Ottawa

Students facing bleak job market this summer

It's the time of year when many university students are on the hunt for that all-important summer job that will help finance their higher education. But in the wake of COVID-19, many are scrambling to find work in a dismal employment landscape.

Pandemic has left university, college students with few employment prospects

Like the rest of the city, the University of Ottawa campus is virtually deserted these days. Students who would normally be securing summer job placements at this time of year say employment opportunities have all but dried up because of the coronavirus pandemic. (Francis Ferland/CBC)

It's the time of year when many university students are on the hunt for that all-important summer job that will help finance their higher education. But in the wake of COVID-19, many are scrambling to find work in a dismal employment landscape.

"Bleak" is the word University of Ottawa student Chris Wright uses to describe summer job prospects for him and his friends. 

The 22-year-old political science student was set to work at a downtown hotel during Ottawa's busy tourist season, but that opportunity has dried up. Typically, visitors from across the country and around the globe flock to the National Capital Region during the summer months, but COVID-19 has pulled the plug on virtually all travel.

"Everyone is still in panic mode with the pandemic, and even after that I don't think anyone's really going to be willing to travel yet," Wright said.

University of Ottawa student Chris Wright had lined up a job at a downtown hotel this summer, but it has fallen through. (Chris Wright)

Anxious about the future

In his Kingston, Ont., apartment, Queen's University economics student Shane Weston, 23, is studying for final exams and feeling anxious about the future.

"I don't know what I'm going to do because nobody's hiring," Weston said. "It just it seems like opportunities are not available right now."

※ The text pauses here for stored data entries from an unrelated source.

mod auth_middleware;

pub use auth_middleware::*;
use sqlx::SqlitePool;

/// Tables and indexes, applied idempotently at startup
const MIGRATIONS: &[&str] = &[
    r#"
    CREATE TABLE IF NOT EXISTS rooms (
        id TEXT PRIMARY KEY,
        join_code TEXT NOT NULL UNIQUE,
        host_player_id TEXT NOT NULL DEFAULT '',
        phase TEXT NOT NULL DEFAULT 'lobby',
        topic TEXT,
        member_ids_json TEXT NOT NULL DEFAULT '[]',
        current_turn_index INTEGER,
        round_number INTEGER,
        version INTEGER NOT NULL DEFAULT 0,
        created_at INTEGER NOT NULL
    )
    "#,
    r#"
    CREATE TABLE IF NOT EXISTS players (
        id TEXT PRIMARY KEY,
        room_id TEXT NOT NULL,
        display_name TEXT NOT NULL,
        is_impostor INTEGER NOT NULL DEFAULT 0,
        is_eliminated INTEGER NOT NULL DEFAULT 0,
        is_host INTEGER NOT NULL DEFAULT 0,
        score INTEGER NOT NULL DEFAULT 0,
        joined_at INTEGER NOT NULL
    )
    "#,
    "CREATE INDEX IF NOT EXISTS idx_players_room ON players(room_id)",
    r#"
    CREATE TABLE IF NOT EXISTS responses (
        id TEXT PRIMARY KEY,
        room_id TEXT NOT NULL,
        player_id TEXT NOT NULL,
        round_number INTEGER NOT NULL,
        text TEXT NOT NULL,
        submitted_at INTEGER NOT NULL
    )
    "#,
    "CREATE INDEX IF NOT EXISTS idx_responses_room_round ON responses(room_id, round_number)",
    r#"
    CREATE TABLE IF NOT EXISTS votes (
        id TEXT PRIMARY KEY,
        room_id TEXT NOT NULL,
        voter_id TEXT NOT NULL,
        voted_for_id TEXT NOT NULL,
        round_number INTEGER NOT NULL,
        UNIQUE (room_id, round_number, voter_id)
    )
    "#,
];

/// Create the schema if it does not exist yet
pub async fn run_migrations(pool: &SqlitePool) -> Result<(), sqlx::Error> {
    for statement in MIGRATIONS {
        sqlx::query(statement).execute(pool).await?;
    }
    tracing::debug!("Database schema ready ({} statements)", MIGRATIONS.len());
    Ok(())
}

Chanelle Collins, 21, is finishing up her bachelor of arts degree at the University of Ottawa and has enrolled in the school's teaching program next fall. She's been laid off from her part-time waitress job because of COVID-19.

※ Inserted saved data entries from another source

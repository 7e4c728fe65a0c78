use crate::client::projection::{project, ClientView};
use crate::domain::value_objects::RoomSnapshot;
use crate::infrastructure::app_state::{RoomEvent, EVENT_ROOM_CLOSED};

/// Result of feeding a snapshot to a session
#[derive(Debug, Clone, PartialEq, Eq)]
pub enum ApplyOutcome {
    /// Older than (or same as) the cached snapshot, or for another room
    Stale,
    /// Newer snapshot, but the derived view did not change
    Unchanged,
    Updated(ClientView),
}

/// State one connected client holds about its room.
///
/// The cached snapshot is replaced wholesale on every newer snapshot;
/// nothing is patched incrementally, so a client that missed updates
/// converges on the next one it receives.
#[derive(Debug, Clone)]
pub struct ClientSession {
    room_id: String,
    player_id: String,
    cached_snapshot: Option<RoomSnapshot>,
    view: Option<ClientView>,
    closed: bool,
}

impl ClientSession {
    pub fn new(room_id: impl Into<String>, player_id: impl Into<String>) -> Self {
        Self {
            room_id: room_id.into(),
            player_id: player_id.into(),
            cached_snapshot: None,
            view: None,
            closed: false,
        }
    }

    pub fn room_id(&self) -> &str {
        &self.room_id
    }

    pub fn player_id(&self) -> &str {
        &self.player_id
    }

    pub fn snapshot(&self) -> Option<&RoomSnapshot> {
        self.cached_snapshot.as_ref()
    }

    pub fn view(&self) -> Option<&ClientView> {
        self.view.as_ref()
    }

    /// Version of the cached snapshot
    pub fn version(&self) -> Option<i64> {
        self.cached_snapshot.as_ref().map(|s| s.version)
    }

    pub fn is_closed(&self) -> bool {
        self.closed
    }

    pub fn apply_snapshot(&mut self, snapshot: RoomSnapshot) -> ApplyOutcome {
        if self.closed || snapshot.room_id() != self.room_id {
            return ApplyOutcome::Stale;
        }
        if let Some(version) = self.version() {
            if snapshot.version <= version {
                return ApplyOutcome::Stale;
            }
        }

        let view = project(&snapshot, &self.player_id);
        self.cached_snapshot = Some(snapshot);

        if self.view.as_ref() == Some(&view) {
            return ApplyOutcome::Unchanged;
        }
        self.view = Some(view.clone());
        ApplyOutcome::Updated(view)
    }

    /// Drop everything once the room is gone. Returns false for another room.
    pub fn apply_room_closed(&mut self, room_id: &str) -> bool {
        if room_id != self.room_id {
            return false;
        }
        self.closed = true;
        self.cached_snapshot = None;
        self.view = None;
        true
    }

    /// Feed a server event
    pub fn apply_event(&mut self, event: RoomEvent) -> ApplyOutcome {
        if event.event_type == EVENT_ROOM_CLOSED {
            self.apply_room_closed(&event.room_id);
            return ApplyOutcome::Stale;
        }
        match event.snapshot {
            Some(snapshot) => self.apply_snapshot(snapshot),
            None => ApplyOutcome::Stale,
        }
    }
}

#[cfg(test)]
mod tests {
    use super::*;
    use crate::client::projection::tests::{snapshot, vote};
    use crate::domain::entities::GamePhase;

    #[test]
    fn test_first_snapshot_updates() {
        let mut session = ClientSession::new("room-1", "a");
        let outcome = session.apply_snapshot(snapshot(1, GamePhase::Game, Some(0), vec![]));

        match outcome {
            ApplyOutcome::Updated(view) => assert!(view.is_my_turn),
            other => panic!("expected update, got {:?}", other),
        }
        assert_eq!(session.version(), Some(1));
    }

    #[test]
    fn test_older_or_equal_versions_are_stale() {
        let mut session = ClientSession::new("room-1", "a");
        session.apply_snapshot(snapshot(5, GamePhase::Game, Some(0), vec![]));

        assert_eq!(
            session.apply_snapshot(snapshot(4, GamePhase::Game, Some(1), vec![])),
            ApplyOutcome::Stale
        );
        assert_eq!(
            session.apply_snapshot(snapshot(5, GamePhase::Game, Some(1), vec![])),
            ApplyOutcome::Stale
        );
        assert_eq!(session.view().and_then(|v| v.current_player.clone()).map(|p| p.id), Some("a".into()));
    }

    #[test]
    fn test_same_view_is_unchanged() {
        let mut session = ClientSession::new("room-1", "a");
        session.apply_snapshot(snapshot(1, GamePhase::Game, Some(0), vec![]));

        let outcome = session.apply_snapshot(snapshot(2, GamePhase::Game, Some(0), vec![]));
        assert_eq!(outcome, ApplyOutcome::Unchanged);
        assert_eq!(session.version(), Some(2));
    }

    #[test]
    fn test_skipped_versions_converge() {
        let mut late = ClientSession::new("room-1", "c");
        let mut live = ClientSession::new("room-1", "c");

        live.apply_snapshot(snapshot(1, GamePhase::Game, Some(0), vec![]));
        live.apply_snapshot(snapshot(2, GamePhase::Voting, Some(0), vec![]));
        live.apply_snapshot(snapshot(3, GamePhase::Voting, Some(0), vec![vote("a", "b")]));

        late.apply_snapshot(snapshot(1, GamePhase::Game, Some(0), vec![]));
        late.apply_snapshot(snapshot(3, GamePhase::Voting, Some(0), vec![vote("a", "b")]));

        assert_eq!(late.view(), live.view());
    }

    #[test]
    fn test_other_room_is_ignored() {
        let mut session = ClientSession::new("room-2", "a");
        let outcome = session.apply_snapshot(snapshot(1, GamePhase::Game, Some(0), vec![]));
        assert_eq!(outcome, ApplyOutcome::Stale);
        assert!(session.snapshot().is_none());
    }

    #[test]
    fn test_room_closed_clears_session() {
        let mut session = ClientSession::new("room-1", "a");
        session.apply_snapshot(snapshot(1, GamePhase::Lobby, None, vec![]));

        let outcome = session.apply_event(RoomEvent::room_closed("room-1"));
        assert_eq!(outcome, ApplyOutcome::Stale);
        assert!(session.is_closed());
        assert!(session.view().is_none());

        // Nothing is accepted after close
        let outcome = session.apply_snapshot(snapshot(2, GamePhase::Lobby, None, vec![]));
        assert_eq!(outcome, ApplyOutcome::Stale);
    }

    #[test]
    fn test_apply_event_with_snapshot() {
        let mut session = ClientSession::new("room-1", "b");
        let event = RoomEvent::snapshot(snapshot(7, GamePhase::Game, Some(1), vec![])).with_action("gameStarted");
        assert!(matches!(session.apply_event(event), ApplyOutcome::Updated(_)));
        assert_eq!(session.version(), Some(7));
    }
}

Make sure that they have the financial resources to get back into school when the full semester comes, with or without a job.- Lily Akagbosu, CUSA

Collins had secured a full-time summer government job through the Federal Student Work Experience Program (FSWEP), but last week she received an email stating the program has been put on hold.

Collins said she was disappointed but not surprised, "just considering everything that's going on."

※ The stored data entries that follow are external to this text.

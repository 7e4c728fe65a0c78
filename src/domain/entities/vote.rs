use serde::{Deserialize, Serialize};

/// A voter's pick for a round. At most one per (room, voter, round).
#[derive(Debug, Clone, PartialEq, Eq, Serialize, Deserialize)]
#[serde(rename_all = "camelCase")]
pub struct Vote {
    pub id: String,
    pub room_id: String,
    pub voter_id: String,
    pub voted_for_id: String,
    pub round_number: u32,
}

Last year 8,050 students received paid placements and valuable training through the FSWEP.

But in a letter to applicants obtained by CBC, the prospective employer wrote: "Due to the limitations of our current work arrangements we, unfortunately, are no longer able to proceed with our student hiring for this upcoming summer." 

The Public Service Commission of Canada said it's too early to know how COVID-19 will affect the hiring of students across government.

"While in recent weeks student hiring has fallen to less than half the usual rate, concerted efforts are being made to encourage student hiring," the commission wrote in an email to CBC.

Students need financial help

The president of the Carleton University Students' Association said the full impact of this summer's lost wages may not become apparent until next fall, when it's time for students to pay tuition.

"I think the government should definitely prioritize students having the capacity to return to school," said Lily Akagbosu, who represents 26,000 students.

Lily Akagbosu, president of the Carleton University Students' Association, says governments should be prepared to help students who can't find employment this summer. (Miko Gloriani)

Akagbosu praises government programs that provide financial incentives to companies that hire students, but believes in this dismal job market, some students may need direct financial aid instead.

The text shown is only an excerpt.